Every line of the entries below that includes "struct" belongs in the answer, copied as written.

===== GIVEN RECORDS

//! Byte-level builders for synthetic captures
#![allow(dead_code)]

pub const CLIENT: [u8; 4] = [192, 168, 1, 10];
pub const SERVER: [u8; 4] = [93, 184, 216, 34];
pub const RESOLVER: [u8; 4] = [192, 168, 1, 1];

pub const FIN: u8 = 0x01;
pub const SYN: u8 = 0x02;
pub const RST: u8 = 0x04;
pub const PSH: u8 = 0x08;
pub const ACK: u8 = 0x10;

/// Little-endian legacy pcap, microsecond timestamps
pub struct PcapBuilder {
    data: Vec<u8>,
}

impl PcapBuilder {
    pub fn new(linktype: u32) -> Self {
        let mut data = vec![0xd4, 0xc3, 0xb2, 0xa1, 2, 0, 4, 0];
        data.extend_from_slice(&[0; 8]);
        data.extend_from_slice(&65535u32.to_le_bytes());
        data.extend_from_slice(&linktype.to_le_bytes());
        PcapBuilder { data }
    }

    pub fn ethernet() -> Self {
        PcapBuilder::new(1)
    }

    /// Append a record; `millis` is the offset from a fixed start time
    pub fn record(mut self, millis: u64, frame: &[u8]) -> Self {
        let ts = 1_700_000_000_000_000u64 + millis * 1000;
        let secs = (ts / 1_000_000) as u32;
        let micros = (ts % 1_000_000) as u32;
        self.data.extend_from_slice(&secs.to_le_bytes());
        self.data.extend_from_slice(&micros.to_le_bytes());
        self.data.extend_from_slice(&(frame.len() as u32).to_le_bytes());
        self.data.extend_from_slice(&(frame.len() as u32).to_le_bytes());
        self.data.extend_from_slice(frame);
        self
    }

    /// Append raw bytes, to build broken captures
    pub fn raw(mut self, bytes: &[u8]) -> Self {
        self.data.extend_from_slice(bytes);
        self
    }

    pub fn build(self) -> Vec<u8> {
        self.data
    }
}

/// Little-endian pcap-ng with one Ethernet interface, microsecond timestamps
pub struct PcapNgBuilder {
    data: Vec<u8>,
}

impl PcapNgBuilder {
    pub fn ethernet() -> Self {
        let mut shb = 0x1a2b_3c4du32.to_le_bytes().to_vec();
        shb.extend_from_slice(&[1, 0, 0, 0]);
        shb.extend_from_slice(&(-1i64).to_le_bytes());
        let mut idb = vec![1, 0, 0, 0];
        idb.extend_from_slice(&65535u32.to_le_bytes());
        let builder = PcapNgBuilder { data: Vec::new() };
        builder.block(0x0a0d_0d0a, &shb).block(1, &idb)
    }

    fn block(mut self, block_type: u32, body: &[u8]) -> Self {
        let padded = (body.len() + 3) & !3;
        let total = (12 + padded) as u32;
        self.data.extend_from_slice(&block_type.to_le_bytes());
        self.data.extend_from_slice(&total.to_le_bytes());
        self.data.extend_from_slice(body);
        self.data.resize(self.data.len() + padded - body.len(), 0);
        self.data.extend_from_slice(&total.to_le_bytes());
        self
    }

    /// Append an Enhanced Packet Block on interface 0
    pub fn record(self, millis: u64, frame: &[u8]) -> Self {
        let ts = 1_700_000_000_000_000u64 + millis * 1000;
        let mut body = 0u32.to_le_bytes().to_vec();
        body.extend_from_slice(&((ts >> 32) as u32).to_le_bytes());
        body.extend_from_slice(&(ts as u32).to_le_bytes());
        body.extend_from_slice(&(frame.len() as u32).to_le_bytes());
        body.extend_from_slice(&(frame.len() as u32).to_le_bytes());
        body.extend_from_slice(frame);
        self.block(6, &body)
    }

    pub fn build(self) -> Vec<u8> {
        self.data
    }
}

pub fn ethernet(ethertype: u16, payload: &[u8]) -> Vec<u8> {
    let mut v = vec![0x00, 0x11, 0x22, 0x33, 0x44, 0x55, 0x66, 0x77, 0x88, 0x99, 0xaa, 0xbb];
    v.extend_from_slice(&ethertype.to_be_bytes());
    v.extend_from_slice(payload);
    v
}

/// Ethernet frame with one 802.1Q tag
pub fn ethernet_vlan(vlan_id: u16, ethertype: u16, payload: &[u8]) -> Vec<u8> {
    let mut tagged = vlan_id.to_be_bytes().to_vec();
    tagged.extend_from_slice(&ethertype.to_be_bytes());
    tagged.extend_from_slice(payload);
    ethernet(0x8100, &tagged)
}

pub fn ipv4(proto: u8, src: [u8; 4], dst: [u8; 4], payload: &[u8]) -> Vec<u8> {
    let total = (20 + payload.len()) as u16;
    let mut v = vec![0x45, 0];
    v.extend_from_slice(&total.to_be_bytes());
    v.extend_from_slice(&[0x12, 0x34, 0x40, 0x00, 64, proto, 0, 0]);
    v.extend_from_slice(&src);
    v.extend_from_slice(&dst);
    v.extend_from_slice(payload);
    v
}

pub fn tcp(sport: u16, dport: u16, seq: u32, ack: u32, flags: u8, payload: &[u8]) -> Vec<u8> {
    let mut v = Vec::new();
    v.extend_from_slice(&sport.to_be_bytes());
    v.extend_from_slice(&dport.to_be_bytes());
    v.extend_from_slice(&seq.to_be_bytes());
    v.extend_from_slice(&ack.to_be_bytes());
    v.extend_from_slice(&[0x50, flags, 0xff, 0xff, 0, 0, 0, 0]);
    v.extend_from_slice(payload);
    v
}

pub fn udp(sport: u16, dport: u16, payload: &[u8]) -> Vec<u8> {
    let mut v = Vec::new();
    v.extend_from_slice(&sport.to_be_bytes());
    v.extend_from_slice(&dport.to_be_bytes());
    v.extend_from_slice(&((8 + payload.len()) as u16).to_be_bytes());
    v.extend_from_slice(&[0, 0]);
    v.extend_from_slice(payload);
    v
}

/// Ethernet / IPv4 / TCP frame
#[allow(clippy::too_many_arguments)]
pub fn tcp_frame(
    src: [u8; 4],
    dst: [u8; 4],
    sport: u16,
    dport: u16,
    seq: u32,
    ack: u32,
    flags: u8,
    payload: &[u8],
) -> Vec<u8> {
    ethernet(
        0x0800,
        &ipv4(6, src, dst, &tcp(sport, dport, seq, ack, flags, payload)),
    )
}

/// Ethernet / IPv4 / UDP frame
pub fn udp_frame(src: [u8; 4], dst: [u8; 4], sport: u16, dport: u16, payload: &[u8]) -> Vec<u8> {
    ethernet(0x0800, &ipv4(17, src, dst, &udp(sport, dport, payload)))
}

fn dns_name(name: &str) -> Vec<u8> {
    let mut v = Vec::new();
    for label in name.split('.') {
        v.push(label.len() as u8);
        v.extend_from_slice(label.as_bytes());
    }
    v.push(0);
    v
}

pub fn dns_query(id: u16, name: &str) -> Vec<u8> {
    let mut v = id.to_be_bytes().to_vec();
    v.extend_from_slice(&[0x01, 0x00, 0, 1, 0, 0, 0, 0, 0, 0]);
    v.extend_from_slice(&dns_name(name));
    v.extend_from_slice(&[0, 1, 0, 1]);
    v
}

/// Response with the given RCODE; an A answer is added when `answer` is set
pub fn dns_response(id: u16, name: &str, rcode: u8, answer: Option<[u8; 4]>) -> Vec<u8> {
    let ancount = u8::from(answer.is_some());
    let mut v = id.to_be_bytes().to_vec();
    v.extend_from_slice(&[0x81, 0x80 | rcode, 0, 1, 0, ancount, 0, 0, 0, 0]);
    v.extend_from_slice(&dns_name(name));
    v.extend_from_slice(&[0, 1, 0, 1]);
    if let Some(addr) = answer {
        v.extend_from_slice(&[0xc0, 0x0c, 0, 1, 0, 1, 0, 0, 0x0e, 0x10, 0, 4]);
        v.extend_from_slice(&addr);
    }
    v
}

/// Query whose name is a compression pointer to itself
pub fn dns_pointer_loop(id: u16) -> Vec<u8> {
    let mut v = id.to_be_bytes().to_vec();
    v.extend_from_slice(&[0x01, 0x00, 0, 1, 0, 0, 0, 0, 0, 0]);
    v.extend_from_slice(&[0xc0, 0x0c, 0, 1, 0, 1]);
    v
}

/// TLS ClientHello record with a server_name extension
pub fn client_hello(sni: &str) -> Vec<u8> {
    let name = sni.as_bytes();
    let mut sni_ext = ((name.len() + 3) as u16).to_be_bytes().to_vec();
    sni_ext.push(0);
    sni_ext.extend_from_slice(&(name.len() as u16).to_be_bytes());
    sni_ext.extend_from_slice(name);
    let mut ext = vec![0, 0];
    ext.extend_from_slice(&(sni_ext.len() as u16).to_be_bytes());
    ext.extend_from_slice(&sni_ext);

    let mut body = vec![3, 3];
    body.extend_from_slice(&[0x42; 32]);
    body.push(0);
    body.extend_from_slice(&[0, 4, 0x13, 0x01, 0x13, 0x02]);
    body.extend_from_slice(&[1, 0]);
    body.extend_from_slice(&(ext.len() as u16).to_be_bytes());
    body.extend_from_slice(&ext);

    let mut hs = vec![1];
    hs.extend_from_slice(&(body.len() as u32).to_be_bytes()[1..]);
    hs.extend_from_slice(&body);

    let mut record = vec![22, 3, 1];
    record.extend_from_slice(&(hs.len() as u16).to_be_bytes());
    record.extend_from_slice(&hs);
    record
}

/// A small capture mixing DNS, a TCP handshake, HTTP and ICMP
pub fn mixed_capture() -> Vec<u8> {
    PcapBuilder::ethernet()
        .record(0, &udp_frame(CLIENT, RESOLVER, 53000, 53, &dns_query(0x1a2b, "example.com")))
        .record(
            12,
            &udp_frame(
                RESOLVER,
                CLIENT,
                53,
                53000,
                &dns_response(0x1a2b, "example.com", 0, Some(SERVER)),
            ),
        )
        .record(20, &tcp_frame(CLIENT, SERVER, 40000, 80, 1000, 0, SYN, b""))
        .record(45, &tcp_frame(SERVER, CLIENT, 80, 40000, 5000, 1001, SYN | ACK, b""))
        .record(46, &tcp_frame(CLIENT, SERVER, 40000, 80, 1001, 5001, ACK, b""))
        .record(
            50,
            &tcp_frame(
                CLIENT,
                SERVER,
                40000,
                80,
                1001,
                5001,
                PSH | ACK,
                b"GET /index.html HTTP/1.1\r\nHost: example.com\r\n\r\n",
            ),
        )
        .record(
            90,
            &tcp_frame(
                SERVER,
                CLIENT,
                80,
                40000,
                5001,
                1049,
                PSH | ACK,
                b"HTTP/1.1 200 OK\r\nContent-Type: text/html\r\nContent-Length: 5\r\n\r\nhello",
            ),
        )
        .record(95, &tcp_frame(CLIENT, SERVER, 40000, 80, 1049, 5080, FIN | ACK, b""))
        .record(
            100,
            &ethernet(
                0x0800,
                &ipv4(1, CLIENT, SERVER, &[8, 0, 0, 0, 0, 1, 0, 1]),
            ),
        )
        .record(110, &ethernet(0x88cc, &[0u8; 20]))
        .build()
}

==========

[SOLUTION]:
pub struct PcapBuilder {
pub struct PcapNgBuilder {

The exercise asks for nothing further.